Bottom Line: By making gamma-ray sky modeling fully differentiable and GPU-native, this work breaks the constraint that forced astronomers to assume a single rigid spatial template for the Galactic Center Excess, and provides a blueprint for honest high-dimensional Bayesian inference across astrophysics.
IAIFI Research Highlights
This work imports differentiable programming and variational inference from machine learning into high-stakes astrophysical inference, showing that GPU-native AI infrastructure can resolve longstanding methodological bottlenecks in fundamental physics data analysis.
The framework puts differentiable probabilistic programming to work as a practical tool for high-dimensional scientific inference, extending variational methods to problems with complex, physically-motivated likelihood functions that were previously intractable.
By enabling flexible, morphology-agnostic analysis of the Galactic Center Gamma-ray Excess, this work advances the search for dark matter annihilation signals and brings new rigor to one of astroparticle physics' most contested open questions.
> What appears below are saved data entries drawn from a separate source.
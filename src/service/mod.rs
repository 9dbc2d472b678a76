//! Service layer for business logic and orchestration.
//!
//! Services sit between the controller (API) layer and the data (repository)
//! layer. Plain CRUD endpoints call repositories directly; services exist
//! where there is actual logic to hold: the transactional movement engine,
//! credential verification and hashing, and the dashboard aggregations.

pub mod auth;
pub mod employee;
pub mod movement;
pub mod stats;
//! Movement factory for creating test ledger records.
//!
//! This module provides factory methods for inserting movement ledger rows
//! directly, bypassing the service layer. Useful for seeding history when a
//! test only cares about querying the ledger.

use chrono::{DateTime, Utc};
use sea_orm::{ActiveModelTrait, ActiveValue, DatabaseConnection, DbErr};

/// Factory for creating test movement records with customizable fields.
///
/// The unit and employee references are required up front since every ledger
/// row attributes a transition to both. Departments and sections are accepted
/// as their snake_case wire names.
///
/// # Example
///
/// ```rust,ignore
/// use test_utils::factory::movement::MovementFactory;
///
/// let record = MovementFactory::new(&db, &unit.id, employee.id)
///     .movement_type("maintenance")
///     .to_department("technical")
///     .to_section("awaiting_maintenance")
///     .timestamp(earlier)
///     .build()
///     .await?;
/// ```
pub struct MovementFactory<'a> {
    db: &'a DatabaseConnection,
    unit_id: String,
    employee_id: i32,
    movement_type: String,
    from_department: String,
    from_section: String,
    to_department: String,
    to_section: String,
    notes: String,
    timestamp: DateTime<Utc>,
}

impl<'a> MovementFactory<'a> {
    /// Creates a new MovementFactory with default values.
    ///
    /// Defaults:
    /// - movement_type: `"transfer"`
    /// - from: `operations` / `ready_for_loading`
    /// - to: `operations` / `under_loading`
    /// - notes: empty
    /// - timestamp: now
    ///
    /// # Arguments
    /// - `db` - Database connection for inserting the entity
    /// - `unit_id` - Identifier of the unit the record belongs to
    /// - `employee_id` - Identifier of the operator who performed the move
    ///
    /// # Returns
    /// - `MovementFactory` - New factory instance with defaults
    pub fn new(db: &'a DatabaseConnection, unit_id: impl Into<String>, employee_id: i32) -> Self {
        Self {
            db,
            unit_id: unit_id.into(),
            employee_id,
            movement_type: "transfer".to_string(),
            from_department: "operations".to_string(),
            from_section: "ready_for_loading".to_string(),
            to_department: "operations".to_string(),
            to_section: "under_loading".to_string(),
            notes: String::new(),
            timestamp: Utc::now(),
        }
    }

    /// Sets the movement type label.
    ///
    /// # Returns
    /// - `Self` - Factory instance for method chaining
    pub fn movement_type(mut self, movement_type: impl Into<String>) -> Self {
        self.movement_type = movement_type.into();
        self
    }

    /// Sets the origin department wire name.
    ///
    /// # Returns
    /// - `Self` - Factory instance for method chaining
    pub fn from_department(mut self, from_department: impl Into<String>) -> Self {
        self.from_department = from_department.into();
        self
    }

    /// Sets the origin section wire name.
    ///
    /// # Returns
    /// - `Self` - Factory instance for method chaining
    pub fn from_section(mut self, from_section: impl Into<String>) -> Self {
        self.from_section = from_section.into();
        self
    }

    /// Sets the destination department wire name.
    ///
    /// # Returns
    /// - `Self` - Factory instance for method chaining
    pub fn to_department(mut self, to_department: impl Into<String>) -> Self {
        self.to_department = to_department.into();
        self
    }

    /// Sets the destination section wire name.
    ///
    /// # Returns
    /// - `Self` - Factory instance for method chaining
    pub fn to_section(mut self, to_section: impl Into<String>) -> Self {
        self.to_section = to_section.into();
        self
    }

    /// Sets the free-form notes for the record.
    ///
    /// # Returns
    /// - `Self` - Factory instance for method chaining
    pub fn notes(mut self, notes: impl Into<String>) -> Self {
        self.notes = notes.into();
        self
    }

    /// Sets the record timestamp, used by date-range filter tests.
    ///
    /// # Returns
    /// - `Self` - Factory instance for method chaining
    pub fn timestamp(mut self, timestamp: DateTime<Utc>) -> Self {
        self.timestamp = timestamp;
        self
    }

    /// Builds and inserts the movement entity into the database.
    ///
    /// # Returns
    /// - `Ok(entity::movement::Model)` - Created movement entity
    /// - `Err(DbErr)` - Database error during insert
    pub async fn build(self) -> Result<entity::movement::Model, DbErr> {
        entity::movement::ActiveModel {
            id: ActiveValue::NotSet,
            unit_id: ActiveValue::Set(self.unit_id),
            employee_id: ActiveValue::Set(self.employee_id),
            movement_type: ActiveValue::Set(self.movement_type),
            from_department: ActiveValue::Set(self.from_department),
            from_section: ActiveValue::Set(self.from_section),
            to_department: ActiveValue::Set(self.to_department),
            to_section: ActiveValue::Set(self.to_section),
            notes: ActiveValue::Set(self.notes),
            timestamp: ActiveValue::Set(self.timestamp),
        }
        .insert(self.db)
        .await
    }
}

/// Creates a movement record with default values.
///
/// Shorthand for `MovementFactory::new(db, unit_id, employee_id).build().await`.
///
/// # Arguments
/// - `db` - Database connection
/// - `unit_id` - Identifier of the unit the record belongs to
/// - `employee_id` - Identifier of the operator who performed the move
///
/// # Returns
/// - `Ok(entity::movement::Model)` - Created movement entity
/// - `Err(DbErr)` - Database error during insert
pub async fn create_movement(
    db: &DatabaseConnection,
    unit_id: impl Into<String>,
    employee_id: i32,
) -> Result<entity::movement::Model, DbErr> {
    MovementFactory::new(db, unit_id, employee_id).build().await
}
Future work could integrate Gaussian process priors on spatial morphology and extend the framework to multi-wavelength datasets; the paper is available at [arXiv:2604.08648](https://arxiv.org/abs/2604.08648) with public code released alongside publication.
Original Paper Details
High-dimensional inference for the $γ$-ray sky with differentiable programming
2604.08648
Siddharth Mishra-Sharma, Tracy R. Slatyer, Yitian Sun, Yuqing Wu
We motivate the use of differentiable probabilistic programming techniques in order to account for the large model-space inherent to astrophysical $γ$-ray analyses. Targeting the longstanding Galactic Center $γ$-ray Excess (GCE) puzzle, we construct differentiable forward model and likelihood that make liberal use of GPU acceleration and vectorization in order to simultaneously account for a continuum of possible spatial morphologies consistent with the GCE emission in a fully probabilistic manner. Our setup allows for efficient inference over the large model space using variational methods. Beyond application to $γ$-ray data, a goal of this work is to showcase how differentiable probabilistic programming can be used as a tool to enable flexible analyses of astrophysical datasets.